Moving to a fully integrated electronic infrastructure

New bioinformatics approaches are making it possible for us to put in place the cutting-edge information systems that are critical to supporting medical innovation and public health safety. CPI's 2008 Annual Report highlights the work FDA and its collaborators have done to move toward a flexible, fully integrated electronic infrastructure that is capable of receiving and managing crucial product data in real time! These projects are streamlining the information tracking systems for all FDA-regulated products, including reporting of adverse events and tracking human and animal food contamination.

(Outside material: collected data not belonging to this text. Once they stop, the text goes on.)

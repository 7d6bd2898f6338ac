//! Local transport endpoints
//!
//! Unix domain sockets on Unix, named pipes on Windows.

use super::connection::{Connection, IpcError};
use std::fmt;

#[cfg(unix)]
pub type ClientStream = tokio::net::UnixStream;

#[cfg(windows)]
pub type ClientStream = tokio::net::windows::named_pipe::NamedPipeClient;

/// Name of a local channel endpoint
#[derive(Clone, Debug, PartialEq, Eq, Hash)]
pub struct ChannelName(String);

impl ChannelName {
    pub fn new(name: impl Into<String>) -> Self {
        Self(name.into())
    }

    /// Fresh name derived from a random 128-bit token
    pub fn random() -> Self {
        let token = format!("{:032x}", rand::random::<u128>());
        Self::from_token(&token)
    }

    #[cfg(unix)]
    fn from_token(token: &str) -> Self {
        let path = std::env::temp_dir().join(format!("testmux-{token}.sock"));
        Self(path.to_string_lossy().into_owned())
    }

    #[cfg(windows)]
    fn from_token(token: &str) -> Self {
        Self(format!(r"\\.\pipe\testmux-{token}"))
    }

    pub fn as_str(&self) -> &str {
        &self.0
    }
}

impl fmt::Display for ChannelName {
    fn fmt(&self, f: &mut fmt::Formatter<'_>) -> fmt::Result {
        write!(f, "{}", self.0)
    }
}

/// Connect to a listening channel as a client
#[cfg(unix)]
pub async fn connect(name: &ChannelName) -> Result<Connection<ClientStream>, IpcError> {
    let stream = tokio::net::UnixStream::connect(name.as_str())
        .await
        .map_err(|source| IpcError::Connect {
            name: name.to_string(),
            source,
        })?;
    Ok(Connection::new(stream))
}

/// Connect to a listening channel as a client
#[cfg(windows)]
pub async fn connect(name: &ChannelName) -> Result<Connection<ClientStream>, IpcError> {
    use std::time::Duration;
    use tokio::net::windows::named_pipe::ClientOptions;

    const ERROR_PIPE_BUSY: i32 = 231;

    loop {
        match ClientOptions::new().open(name.as_str()) {
            Ok(client) => return Ok(Connection::new(client)),
            Err(e) if e.raw_os_error() == Some(ERROR_PIPE_BUSY) => {
                tokio::time::sleep(Duration::from_millis(50)).await;
            }
            Err(source) => {
                return Err(IpcError::Connect {
                    name: name.to_string(),
                    source,
                })
            }
        }
    }
}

CPI -- FDA's National Strategy for Driving Innovation

The Critical Path Initiative has become the main engine behind FDA's drive to create 21st century tools and methods for monitoring food, medicines, and treatment approaches. In the short time since its inception, the Initiative has seen the number of its projects grow from 40 in 2006 to 95 in 2009. FDA is building on its unique position to collaborate  with other federal agencies, patient groups, academic researchers, industry, and other stakeholders to identify areas ripe for improvement and to coordinate, develop, and/or disseminate solutions to scientific hurdles that are impairing the efficiency of developing and evaluating FDA regulated products.

As existing resources allow, we are continuing to initiate partnerships to address some of these priority scientific hurdles. We have posted descriptions of some of our Critical Path activities on this Web site (see the Critical Path Follow-up list), and we will be adding new activities as they begin to take shape [Critical Path Opportunities Initiated During 2006]. It is these kinds of activities that are moving the critical path sciences into the 21st century.

FDA will continue to provide leadership and coordination to this important effort. The Critical Path Initiative is one of the Agency’s top priorities. "The Critical Path Initiative is the vehicle that will take us into the 21st century," said Dr. Von Eschenbach, Commissioner of FDA. "It is fostering strong, sustained scientific advances that will enhance the health and well-being of all Americans."